_The problem_:
Tally up the lines below with "FillBlank" in them. Answer with the number only.

[Stored items]

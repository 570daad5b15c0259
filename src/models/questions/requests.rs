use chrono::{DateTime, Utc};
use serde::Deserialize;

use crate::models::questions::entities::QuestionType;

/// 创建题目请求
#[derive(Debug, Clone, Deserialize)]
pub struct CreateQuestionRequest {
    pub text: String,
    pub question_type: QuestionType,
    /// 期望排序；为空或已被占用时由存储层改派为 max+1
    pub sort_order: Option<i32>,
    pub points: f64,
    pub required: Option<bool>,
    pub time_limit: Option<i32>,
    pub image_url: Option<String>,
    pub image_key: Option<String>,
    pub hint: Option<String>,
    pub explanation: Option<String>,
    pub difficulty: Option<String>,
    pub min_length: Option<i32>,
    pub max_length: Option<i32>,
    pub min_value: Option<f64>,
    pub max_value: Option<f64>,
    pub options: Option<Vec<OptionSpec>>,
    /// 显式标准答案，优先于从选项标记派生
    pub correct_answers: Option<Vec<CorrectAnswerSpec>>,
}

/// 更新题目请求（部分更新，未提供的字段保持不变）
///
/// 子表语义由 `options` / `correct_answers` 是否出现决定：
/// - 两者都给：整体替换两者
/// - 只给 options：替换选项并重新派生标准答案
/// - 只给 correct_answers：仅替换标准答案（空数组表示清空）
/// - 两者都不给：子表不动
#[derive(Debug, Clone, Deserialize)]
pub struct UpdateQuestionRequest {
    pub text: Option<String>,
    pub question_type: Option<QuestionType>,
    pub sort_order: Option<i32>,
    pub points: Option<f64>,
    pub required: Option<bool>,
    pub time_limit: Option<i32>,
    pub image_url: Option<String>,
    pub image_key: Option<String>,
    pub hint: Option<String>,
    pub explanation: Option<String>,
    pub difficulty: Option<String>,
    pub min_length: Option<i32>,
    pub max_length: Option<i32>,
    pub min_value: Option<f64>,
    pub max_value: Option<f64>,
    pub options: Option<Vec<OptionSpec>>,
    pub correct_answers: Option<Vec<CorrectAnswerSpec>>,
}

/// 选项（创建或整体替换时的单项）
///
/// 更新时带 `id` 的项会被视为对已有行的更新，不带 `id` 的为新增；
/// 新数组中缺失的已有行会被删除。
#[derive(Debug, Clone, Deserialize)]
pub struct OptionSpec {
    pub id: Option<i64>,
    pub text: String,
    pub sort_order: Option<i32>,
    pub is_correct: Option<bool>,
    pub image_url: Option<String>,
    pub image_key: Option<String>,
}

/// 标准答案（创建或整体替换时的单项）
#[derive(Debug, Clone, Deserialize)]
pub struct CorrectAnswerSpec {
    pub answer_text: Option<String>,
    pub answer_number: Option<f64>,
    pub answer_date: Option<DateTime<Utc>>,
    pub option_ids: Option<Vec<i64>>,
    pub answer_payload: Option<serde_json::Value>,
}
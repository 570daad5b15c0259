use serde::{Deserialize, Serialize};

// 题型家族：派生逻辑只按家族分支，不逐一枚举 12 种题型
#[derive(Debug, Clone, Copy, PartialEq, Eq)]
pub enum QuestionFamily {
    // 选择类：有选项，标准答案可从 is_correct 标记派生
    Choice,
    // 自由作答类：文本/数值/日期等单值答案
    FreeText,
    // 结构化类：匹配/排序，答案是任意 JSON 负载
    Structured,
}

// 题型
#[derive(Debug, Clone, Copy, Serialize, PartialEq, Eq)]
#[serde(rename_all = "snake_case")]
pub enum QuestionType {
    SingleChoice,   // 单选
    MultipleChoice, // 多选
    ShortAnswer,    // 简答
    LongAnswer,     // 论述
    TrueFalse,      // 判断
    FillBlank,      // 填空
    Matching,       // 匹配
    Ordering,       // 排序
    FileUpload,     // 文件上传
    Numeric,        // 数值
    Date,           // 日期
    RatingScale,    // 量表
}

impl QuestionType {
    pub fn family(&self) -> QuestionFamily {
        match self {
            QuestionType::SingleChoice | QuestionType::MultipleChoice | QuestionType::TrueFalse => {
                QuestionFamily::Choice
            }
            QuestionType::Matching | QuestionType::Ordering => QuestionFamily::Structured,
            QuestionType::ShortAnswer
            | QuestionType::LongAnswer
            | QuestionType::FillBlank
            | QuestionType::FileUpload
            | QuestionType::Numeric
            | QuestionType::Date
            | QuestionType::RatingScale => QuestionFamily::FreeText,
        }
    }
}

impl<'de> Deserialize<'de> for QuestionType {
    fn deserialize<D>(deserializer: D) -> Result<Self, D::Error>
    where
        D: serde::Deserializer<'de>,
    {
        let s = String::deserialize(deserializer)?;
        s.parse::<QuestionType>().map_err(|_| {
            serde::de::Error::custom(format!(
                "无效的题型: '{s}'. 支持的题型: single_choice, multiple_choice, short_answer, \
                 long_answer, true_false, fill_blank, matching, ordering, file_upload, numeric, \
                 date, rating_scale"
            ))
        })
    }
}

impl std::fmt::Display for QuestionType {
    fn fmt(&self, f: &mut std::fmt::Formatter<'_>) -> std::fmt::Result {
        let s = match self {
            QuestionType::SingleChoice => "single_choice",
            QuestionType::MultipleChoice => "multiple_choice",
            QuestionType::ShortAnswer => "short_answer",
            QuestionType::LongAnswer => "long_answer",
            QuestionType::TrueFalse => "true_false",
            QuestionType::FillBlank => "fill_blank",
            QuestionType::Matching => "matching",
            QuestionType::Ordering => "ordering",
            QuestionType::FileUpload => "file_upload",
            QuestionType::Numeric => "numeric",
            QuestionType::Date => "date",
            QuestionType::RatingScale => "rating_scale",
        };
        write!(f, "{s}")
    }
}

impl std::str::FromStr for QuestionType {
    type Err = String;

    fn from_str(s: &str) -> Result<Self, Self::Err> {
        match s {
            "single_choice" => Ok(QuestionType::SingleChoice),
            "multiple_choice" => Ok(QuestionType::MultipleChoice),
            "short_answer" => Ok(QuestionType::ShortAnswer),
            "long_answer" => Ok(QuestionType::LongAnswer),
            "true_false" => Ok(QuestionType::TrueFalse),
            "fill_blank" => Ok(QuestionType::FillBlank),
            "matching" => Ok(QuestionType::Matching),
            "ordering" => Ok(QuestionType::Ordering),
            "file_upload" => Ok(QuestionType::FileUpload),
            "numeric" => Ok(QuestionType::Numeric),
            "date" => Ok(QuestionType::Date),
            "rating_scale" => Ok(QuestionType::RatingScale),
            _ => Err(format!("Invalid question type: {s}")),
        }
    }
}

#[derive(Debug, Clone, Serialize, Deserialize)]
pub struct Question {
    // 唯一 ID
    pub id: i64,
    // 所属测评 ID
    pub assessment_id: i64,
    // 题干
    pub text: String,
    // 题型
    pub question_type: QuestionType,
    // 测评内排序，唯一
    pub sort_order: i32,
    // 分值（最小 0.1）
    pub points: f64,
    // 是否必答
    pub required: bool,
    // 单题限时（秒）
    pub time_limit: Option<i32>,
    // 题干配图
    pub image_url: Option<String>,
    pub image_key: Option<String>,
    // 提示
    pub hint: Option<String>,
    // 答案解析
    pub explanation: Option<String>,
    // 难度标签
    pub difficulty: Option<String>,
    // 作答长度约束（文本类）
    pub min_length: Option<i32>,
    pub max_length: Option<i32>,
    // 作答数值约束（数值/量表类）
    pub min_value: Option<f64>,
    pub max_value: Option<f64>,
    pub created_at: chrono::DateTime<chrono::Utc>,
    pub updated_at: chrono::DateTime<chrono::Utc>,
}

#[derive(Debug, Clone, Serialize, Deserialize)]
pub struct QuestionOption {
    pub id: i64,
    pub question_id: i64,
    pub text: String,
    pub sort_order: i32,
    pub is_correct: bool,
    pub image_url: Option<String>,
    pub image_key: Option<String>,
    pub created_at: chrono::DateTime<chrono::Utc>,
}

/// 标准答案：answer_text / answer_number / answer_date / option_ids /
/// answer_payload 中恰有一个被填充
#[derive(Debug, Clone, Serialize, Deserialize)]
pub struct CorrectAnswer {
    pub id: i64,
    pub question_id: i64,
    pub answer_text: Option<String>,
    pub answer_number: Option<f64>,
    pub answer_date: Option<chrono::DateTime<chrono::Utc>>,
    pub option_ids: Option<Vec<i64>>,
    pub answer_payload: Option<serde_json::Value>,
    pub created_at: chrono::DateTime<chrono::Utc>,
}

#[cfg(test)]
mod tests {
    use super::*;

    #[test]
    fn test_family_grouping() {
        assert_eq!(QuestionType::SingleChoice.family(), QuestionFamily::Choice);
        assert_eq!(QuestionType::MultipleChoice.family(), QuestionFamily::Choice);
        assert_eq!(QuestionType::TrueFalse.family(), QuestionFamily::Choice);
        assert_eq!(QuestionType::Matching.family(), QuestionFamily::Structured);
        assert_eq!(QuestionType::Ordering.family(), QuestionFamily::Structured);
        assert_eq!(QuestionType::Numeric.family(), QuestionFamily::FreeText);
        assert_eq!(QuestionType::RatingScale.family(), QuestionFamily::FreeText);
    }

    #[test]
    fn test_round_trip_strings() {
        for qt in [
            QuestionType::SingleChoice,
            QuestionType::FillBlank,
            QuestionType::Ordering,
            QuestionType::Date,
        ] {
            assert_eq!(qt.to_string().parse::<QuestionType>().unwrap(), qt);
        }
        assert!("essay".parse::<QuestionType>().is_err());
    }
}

_Task answer_:
5